EXERCISE REQUIREMENTS >>
For this exercise, report every line of the material that includes "parse".

%%

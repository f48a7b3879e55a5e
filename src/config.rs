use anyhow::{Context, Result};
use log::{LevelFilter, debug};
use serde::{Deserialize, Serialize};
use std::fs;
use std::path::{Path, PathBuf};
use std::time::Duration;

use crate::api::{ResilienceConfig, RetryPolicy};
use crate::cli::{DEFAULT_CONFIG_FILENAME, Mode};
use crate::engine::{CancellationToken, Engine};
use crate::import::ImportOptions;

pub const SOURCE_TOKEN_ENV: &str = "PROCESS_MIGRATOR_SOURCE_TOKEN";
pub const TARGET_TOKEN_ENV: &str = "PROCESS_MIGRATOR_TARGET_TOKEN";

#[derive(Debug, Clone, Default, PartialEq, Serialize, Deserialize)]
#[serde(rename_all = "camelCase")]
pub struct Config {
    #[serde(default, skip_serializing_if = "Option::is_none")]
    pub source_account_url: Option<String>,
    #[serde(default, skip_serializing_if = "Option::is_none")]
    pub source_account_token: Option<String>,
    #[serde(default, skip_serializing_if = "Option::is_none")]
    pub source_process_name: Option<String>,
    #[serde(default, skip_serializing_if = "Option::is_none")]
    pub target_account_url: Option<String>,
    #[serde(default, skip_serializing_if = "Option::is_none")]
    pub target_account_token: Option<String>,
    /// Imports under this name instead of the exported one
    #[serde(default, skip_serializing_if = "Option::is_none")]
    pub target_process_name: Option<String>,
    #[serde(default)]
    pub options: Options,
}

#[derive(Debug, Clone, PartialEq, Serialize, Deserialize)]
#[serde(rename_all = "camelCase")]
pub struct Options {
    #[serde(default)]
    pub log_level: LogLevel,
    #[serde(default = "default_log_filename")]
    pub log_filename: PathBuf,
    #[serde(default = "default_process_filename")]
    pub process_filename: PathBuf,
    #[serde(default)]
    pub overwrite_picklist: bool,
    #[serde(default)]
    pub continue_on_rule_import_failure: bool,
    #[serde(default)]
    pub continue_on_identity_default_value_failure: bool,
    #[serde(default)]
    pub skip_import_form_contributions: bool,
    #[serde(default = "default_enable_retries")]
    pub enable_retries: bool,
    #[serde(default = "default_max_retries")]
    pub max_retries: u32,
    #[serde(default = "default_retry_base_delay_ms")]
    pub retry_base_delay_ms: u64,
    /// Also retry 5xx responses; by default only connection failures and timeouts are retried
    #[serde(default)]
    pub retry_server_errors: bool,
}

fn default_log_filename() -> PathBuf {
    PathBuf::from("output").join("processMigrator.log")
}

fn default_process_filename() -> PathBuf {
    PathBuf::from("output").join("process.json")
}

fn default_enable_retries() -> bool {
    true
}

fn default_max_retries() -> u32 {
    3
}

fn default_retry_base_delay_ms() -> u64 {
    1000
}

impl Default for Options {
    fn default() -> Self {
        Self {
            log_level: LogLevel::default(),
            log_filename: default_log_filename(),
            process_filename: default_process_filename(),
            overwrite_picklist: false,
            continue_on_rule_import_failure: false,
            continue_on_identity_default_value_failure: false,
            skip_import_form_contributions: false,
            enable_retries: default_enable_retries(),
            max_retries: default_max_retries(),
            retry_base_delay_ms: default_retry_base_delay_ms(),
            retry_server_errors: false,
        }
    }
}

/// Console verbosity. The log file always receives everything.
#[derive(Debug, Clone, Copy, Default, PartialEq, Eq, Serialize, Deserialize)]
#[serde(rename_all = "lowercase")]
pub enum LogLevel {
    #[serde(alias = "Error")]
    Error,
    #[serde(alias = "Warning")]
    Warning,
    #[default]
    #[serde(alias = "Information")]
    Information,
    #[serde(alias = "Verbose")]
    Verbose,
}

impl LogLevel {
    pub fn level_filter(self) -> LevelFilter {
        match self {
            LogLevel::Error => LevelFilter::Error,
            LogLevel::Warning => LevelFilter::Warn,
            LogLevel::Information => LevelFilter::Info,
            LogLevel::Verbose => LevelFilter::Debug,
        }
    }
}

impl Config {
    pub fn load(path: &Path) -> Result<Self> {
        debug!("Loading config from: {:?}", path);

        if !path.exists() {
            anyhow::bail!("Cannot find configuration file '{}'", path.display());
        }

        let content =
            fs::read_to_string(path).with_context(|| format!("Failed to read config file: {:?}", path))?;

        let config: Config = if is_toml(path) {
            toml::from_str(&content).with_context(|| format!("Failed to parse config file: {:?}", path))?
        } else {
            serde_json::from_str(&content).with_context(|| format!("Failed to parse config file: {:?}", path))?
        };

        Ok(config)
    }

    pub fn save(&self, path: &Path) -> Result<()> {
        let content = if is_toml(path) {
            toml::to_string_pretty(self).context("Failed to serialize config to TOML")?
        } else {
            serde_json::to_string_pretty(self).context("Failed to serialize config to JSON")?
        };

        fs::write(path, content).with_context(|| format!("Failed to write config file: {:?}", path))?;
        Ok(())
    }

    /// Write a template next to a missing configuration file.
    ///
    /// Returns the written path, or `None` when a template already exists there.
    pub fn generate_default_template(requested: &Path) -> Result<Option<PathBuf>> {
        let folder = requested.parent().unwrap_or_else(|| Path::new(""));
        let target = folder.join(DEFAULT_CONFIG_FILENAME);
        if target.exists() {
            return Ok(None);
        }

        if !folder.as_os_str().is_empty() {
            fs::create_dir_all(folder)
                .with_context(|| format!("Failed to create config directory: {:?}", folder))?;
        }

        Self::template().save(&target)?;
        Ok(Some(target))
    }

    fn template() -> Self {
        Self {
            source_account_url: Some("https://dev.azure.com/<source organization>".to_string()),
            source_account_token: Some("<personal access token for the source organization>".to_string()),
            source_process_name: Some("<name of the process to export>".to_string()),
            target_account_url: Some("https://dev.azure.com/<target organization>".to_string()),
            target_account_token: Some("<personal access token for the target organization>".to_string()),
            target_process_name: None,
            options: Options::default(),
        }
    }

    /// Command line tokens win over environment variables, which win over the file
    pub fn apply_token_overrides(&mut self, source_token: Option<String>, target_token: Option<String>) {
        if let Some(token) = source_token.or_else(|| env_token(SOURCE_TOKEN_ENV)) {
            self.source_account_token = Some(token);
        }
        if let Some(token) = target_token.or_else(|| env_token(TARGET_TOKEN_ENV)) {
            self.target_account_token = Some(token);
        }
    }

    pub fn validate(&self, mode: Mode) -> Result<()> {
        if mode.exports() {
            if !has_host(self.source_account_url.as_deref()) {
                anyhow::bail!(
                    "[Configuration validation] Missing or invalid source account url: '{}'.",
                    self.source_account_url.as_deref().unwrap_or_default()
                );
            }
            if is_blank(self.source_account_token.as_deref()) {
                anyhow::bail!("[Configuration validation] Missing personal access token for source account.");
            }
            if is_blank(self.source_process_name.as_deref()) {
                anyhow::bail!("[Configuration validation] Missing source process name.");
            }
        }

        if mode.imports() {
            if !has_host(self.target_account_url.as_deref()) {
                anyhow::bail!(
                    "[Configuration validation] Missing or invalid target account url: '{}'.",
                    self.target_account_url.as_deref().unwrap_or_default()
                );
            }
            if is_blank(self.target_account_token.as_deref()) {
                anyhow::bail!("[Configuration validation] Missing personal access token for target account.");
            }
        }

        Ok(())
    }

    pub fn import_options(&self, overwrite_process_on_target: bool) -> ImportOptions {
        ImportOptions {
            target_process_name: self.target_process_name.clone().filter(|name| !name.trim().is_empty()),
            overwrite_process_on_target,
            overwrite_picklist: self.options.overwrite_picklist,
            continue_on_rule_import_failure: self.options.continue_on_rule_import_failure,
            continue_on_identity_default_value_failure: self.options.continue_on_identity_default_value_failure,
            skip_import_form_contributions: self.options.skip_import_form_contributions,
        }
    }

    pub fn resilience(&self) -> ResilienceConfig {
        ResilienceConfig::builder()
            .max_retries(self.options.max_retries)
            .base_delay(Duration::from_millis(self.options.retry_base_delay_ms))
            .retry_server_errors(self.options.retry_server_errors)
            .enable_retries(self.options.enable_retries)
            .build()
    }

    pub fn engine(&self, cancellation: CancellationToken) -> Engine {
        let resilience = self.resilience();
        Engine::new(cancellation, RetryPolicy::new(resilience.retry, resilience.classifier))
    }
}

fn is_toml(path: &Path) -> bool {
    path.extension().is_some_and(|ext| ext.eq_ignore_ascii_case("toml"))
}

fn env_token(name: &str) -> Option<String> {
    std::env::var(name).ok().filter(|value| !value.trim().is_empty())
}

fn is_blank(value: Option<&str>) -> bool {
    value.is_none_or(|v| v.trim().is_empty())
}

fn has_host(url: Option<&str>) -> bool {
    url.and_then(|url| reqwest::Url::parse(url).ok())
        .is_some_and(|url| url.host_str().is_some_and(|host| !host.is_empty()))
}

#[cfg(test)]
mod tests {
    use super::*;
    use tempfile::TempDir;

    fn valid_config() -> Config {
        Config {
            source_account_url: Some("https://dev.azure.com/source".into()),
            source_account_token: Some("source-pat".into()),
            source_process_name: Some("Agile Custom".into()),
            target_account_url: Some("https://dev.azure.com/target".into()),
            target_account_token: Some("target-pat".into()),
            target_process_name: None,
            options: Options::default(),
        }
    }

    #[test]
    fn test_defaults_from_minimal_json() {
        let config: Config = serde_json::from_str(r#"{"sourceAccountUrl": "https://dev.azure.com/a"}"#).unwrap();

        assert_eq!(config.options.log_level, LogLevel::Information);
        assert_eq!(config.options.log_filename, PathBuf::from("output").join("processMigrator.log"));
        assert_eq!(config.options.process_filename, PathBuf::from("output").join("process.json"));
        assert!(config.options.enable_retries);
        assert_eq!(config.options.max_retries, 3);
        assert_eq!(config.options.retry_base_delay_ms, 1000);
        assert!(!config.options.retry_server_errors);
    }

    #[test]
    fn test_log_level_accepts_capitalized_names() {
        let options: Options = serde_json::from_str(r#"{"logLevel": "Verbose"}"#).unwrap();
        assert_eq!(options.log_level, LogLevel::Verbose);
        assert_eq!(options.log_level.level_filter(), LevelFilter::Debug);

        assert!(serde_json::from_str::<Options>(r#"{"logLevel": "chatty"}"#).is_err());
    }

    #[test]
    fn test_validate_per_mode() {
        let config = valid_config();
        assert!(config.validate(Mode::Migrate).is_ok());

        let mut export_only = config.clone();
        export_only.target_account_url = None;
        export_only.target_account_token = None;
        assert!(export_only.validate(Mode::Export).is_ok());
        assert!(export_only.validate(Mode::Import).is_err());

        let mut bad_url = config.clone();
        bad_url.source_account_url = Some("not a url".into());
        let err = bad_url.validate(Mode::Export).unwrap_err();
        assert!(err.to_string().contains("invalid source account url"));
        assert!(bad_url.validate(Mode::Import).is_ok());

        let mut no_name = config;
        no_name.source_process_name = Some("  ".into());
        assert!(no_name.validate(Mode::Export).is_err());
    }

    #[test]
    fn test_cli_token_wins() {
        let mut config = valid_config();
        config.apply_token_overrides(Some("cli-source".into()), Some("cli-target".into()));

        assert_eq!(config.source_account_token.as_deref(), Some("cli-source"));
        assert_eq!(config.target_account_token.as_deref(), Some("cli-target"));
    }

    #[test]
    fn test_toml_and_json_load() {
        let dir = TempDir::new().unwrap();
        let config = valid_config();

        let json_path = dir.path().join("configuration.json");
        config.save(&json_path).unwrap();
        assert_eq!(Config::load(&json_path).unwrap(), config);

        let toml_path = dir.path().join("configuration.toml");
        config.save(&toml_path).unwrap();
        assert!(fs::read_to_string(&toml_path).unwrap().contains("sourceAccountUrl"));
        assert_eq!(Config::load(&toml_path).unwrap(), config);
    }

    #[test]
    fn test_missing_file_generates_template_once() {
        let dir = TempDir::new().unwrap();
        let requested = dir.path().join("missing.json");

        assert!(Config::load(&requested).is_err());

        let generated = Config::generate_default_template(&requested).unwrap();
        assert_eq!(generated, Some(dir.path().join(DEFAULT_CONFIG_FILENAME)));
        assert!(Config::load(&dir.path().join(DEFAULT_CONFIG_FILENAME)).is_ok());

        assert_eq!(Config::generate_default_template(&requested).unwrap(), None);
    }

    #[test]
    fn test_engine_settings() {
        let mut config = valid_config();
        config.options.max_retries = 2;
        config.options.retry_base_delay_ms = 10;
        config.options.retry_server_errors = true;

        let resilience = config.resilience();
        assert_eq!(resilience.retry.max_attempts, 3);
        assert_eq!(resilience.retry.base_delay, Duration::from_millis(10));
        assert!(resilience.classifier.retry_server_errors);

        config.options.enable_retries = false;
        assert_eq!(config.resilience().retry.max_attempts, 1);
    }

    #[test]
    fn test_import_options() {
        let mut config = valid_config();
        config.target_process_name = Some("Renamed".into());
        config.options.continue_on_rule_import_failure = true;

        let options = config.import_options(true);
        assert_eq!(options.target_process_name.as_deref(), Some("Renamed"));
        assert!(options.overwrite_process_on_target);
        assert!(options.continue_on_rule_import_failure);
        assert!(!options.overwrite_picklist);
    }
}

%%

YOUR RESPONSE >>
            toml::from_str(&content).with_context(|| format!("Failed to parse config file: {:?}", path))?
            serde_json::from_str(&content).with_context(|| format!("Failed to parse config file: {:?}", path))?
    url.and_then(|url| reqwest::Url::parse(url).ok())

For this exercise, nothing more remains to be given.